WORK INSTRUCTION: Every entry must be duplicated word for word.

MATERIAL PROVIDED:
★ ★ ★

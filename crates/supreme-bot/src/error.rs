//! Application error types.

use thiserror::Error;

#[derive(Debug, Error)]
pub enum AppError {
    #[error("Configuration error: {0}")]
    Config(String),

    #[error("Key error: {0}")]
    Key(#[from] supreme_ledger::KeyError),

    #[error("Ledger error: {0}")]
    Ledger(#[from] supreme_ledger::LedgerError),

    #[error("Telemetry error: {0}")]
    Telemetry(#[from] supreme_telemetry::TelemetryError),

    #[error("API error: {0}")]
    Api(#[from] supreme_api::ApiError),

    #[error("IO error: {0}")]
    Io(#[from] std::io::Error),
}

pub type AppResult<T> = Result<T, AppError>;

★ ★ ★

TASK RESULT:
filename crates/supreme-bot/src/error.rs
//! Application error types.

use thiserror::Error;

#[derive(Debug, Error)]
pub enum AppError {
    #[error("Configuration error: {0}")]
    Config(String),

    #[error("Key error: {0}")]
    Key(#[from] supreme_ledger::KeyError),

    #[error("Ledger error: {0}")]
    Ledger(#[from] supreme_ledger::LedgerError),

    #[error("Telemetry error: {0}")]
    Telemetry(#[from] supreme_telemetry::TelemetryError),

    #[error("API error: {0}")]
    Api(#[from] supreme_api::ApiError),

    #[error("IO error: {0}")]
    Io(#[from] std::io::Error),
}

pub type AppResult<T> = Result<T, AppError>;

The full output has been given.